The Reserve Bank of India is responsible for regulating India’s financial markets and maintaining economic stability.
Established by the Reserve Bank of India Act 1934, and commencing operations on 1 April 1935, the Reserve Bank of India serves as the country’s central bank and primary financial regulator. The RBI was originally privately owned but was nationalized in 1949 following India’s declaration of independence from the United Kingdom in 1947. Today, as India’s central bank, the RBI is responsible for protecting the country’s monetary stability and does so by regulating the economy, issuing currency, promoting growth, and supervising financial institutions. As part of that supervisory role, the RBI works to combat financial crime, with a focus on anti-money laundering in India and on countering the financing of terrorism.
The Reserve Bank of India is managed by a central board of directors, appointed to four-year terms and led by a governor – currently Shaktikanta Das. Headquartered in Mumbai, the RBI also has regional boards in Mumbai, Calcutta, Chennai, and New Delhi, along with 27 regional offices around the country. Beyond its founding legislation (the Reserve Bank of India Act 1934), the RBI operates under the authority of legislation including the Banking Regulation Act 1949, the Government Securities Act 2006, and the Payment and Settlement Systems Act 2007.
What Does the RBI Do?
The RBI has authority over banks and financial institutions, and non-banking finance companies in India and sets the legal parameters by which those institutions must operate. As a central bank, the RBI issues currency, manages foreign exchange and acts as a banker for both the government and commercial banks. The RBI’s supervisory authority is directed by its Board for Financial Supervision, which meets once every month to deliberate on regulatory issues.

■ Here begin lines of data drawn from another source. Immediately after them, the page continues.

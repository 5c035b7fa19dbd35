//! Best-price reduction across sportsbooks.
//!
//! Many books quote the same market; a bettor only cares about the best
//! price per side. [`best_markets`] reduces a game's quotes to one
//! [`MarketBest`] per distinct (market, side, line) bucket.
//!
//! The reduction is pure and order-independent: the winning quote is the
//! maximum under the bettor-favorable price ordering, with ties broken by
//! lexicographically smallest book name, so any permutation of the input
//! produces the same output.

use std::collections::btree_map::Entry;
use std::collections::BTreeMap;

use rust_decimal::Decimal;

use super::odds::{MarketKind, OddsQuote, QuoteSide};
use super::record::MarketBest;

/// Reduce one game's quotes to the best price per (market, side, line).
///
/// Buckets nobody quoted are simply absent from the output; representing
/// unavailable markets is the record builder's job, not this reduction's.
pub fn best_markets(quotes: &[OddsQuote]) -> Vec<MarketBest> {
    let mut buckets: BTreeMap<(MarketKind, QuoteSide, Option<Decimal>), &OddsQuote> =
        BTreeMap::new();

    for quote in quotes {
        let key = (quote.market.clone(), quote.side, quote.line);
        match buckets.entry(key) {
            Entry::Vacant(slot) => {
                slot.insert(quote);
            }
            Entry::Occupied(mut slot) => {
                let current = slot.get();
                let wins = quote.price > current.price
                    || (quote.price == current.price && quote.book < current.book);
                if wins {
                    slot.insert(quote);
                }
            }
        }
    }

    buckets
        .into_iter()
        .map(|((market, side, line), quote)| MarketBest {
            market,
            side,
            line,
            price: quote.price,
            book: quote.book.clone(),
        })
        .collect()
}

In its regulatory and supervisory role, the RBI has a broad range of duties and responsibilities, including:
- Issuing licenses to banks wishing to conduct business in India or open new branches.
- Inspecting banks and financial institutions for compliance with RBI regulations,
- Developing and implementing AML/CFT regulations, and pursuing FATF AML/CFT policy
- Issuing directives to non-banking financial institutions that are not influenced by monetary policy.
: Where the RBI finds violations of its rules and regulations it has the authority to carry out enforcement actions against the offending companies. These actions normally take the form of financial penalties.
: The RBI also offers training to banks and financial institutions to help boost compliance performance. It currently maintains three internal training establishments, the RBI Academy, the College of Agricultural Banking, and the RBI Staff College, but liaises with a number of autonomous training institutions.
CFT and AML: RBI Policy
As a global and regional financial leader, India is a member-state of the Financial Action Task Force (FATF). Accordingly, the RBI works to implement the AML/CFT policy set out in the FATF’s 40 Recommendations. To comply with RBI regulations on money laundering and terrorism financing, financial institutions in India should create an internal AML/CFT program which:
- Takes a risk-based approach to AML/CFT threats.
- Integrates KYC and other customer due diligence measures.
- Screens for adverse media, international sanctions, and politically exposed persons (PEP).
- Appoints a suitable AML compliance officer to oversee the program.
In order to inform financial institutions of its rules and regulations, the RBI maintains a communication policy built around principles of transparency, comprehensiveness, relevance, and timeliness. The RBI disseminates information through its official website as part of a pre-announced schedule and encourages feedback from financial institutions.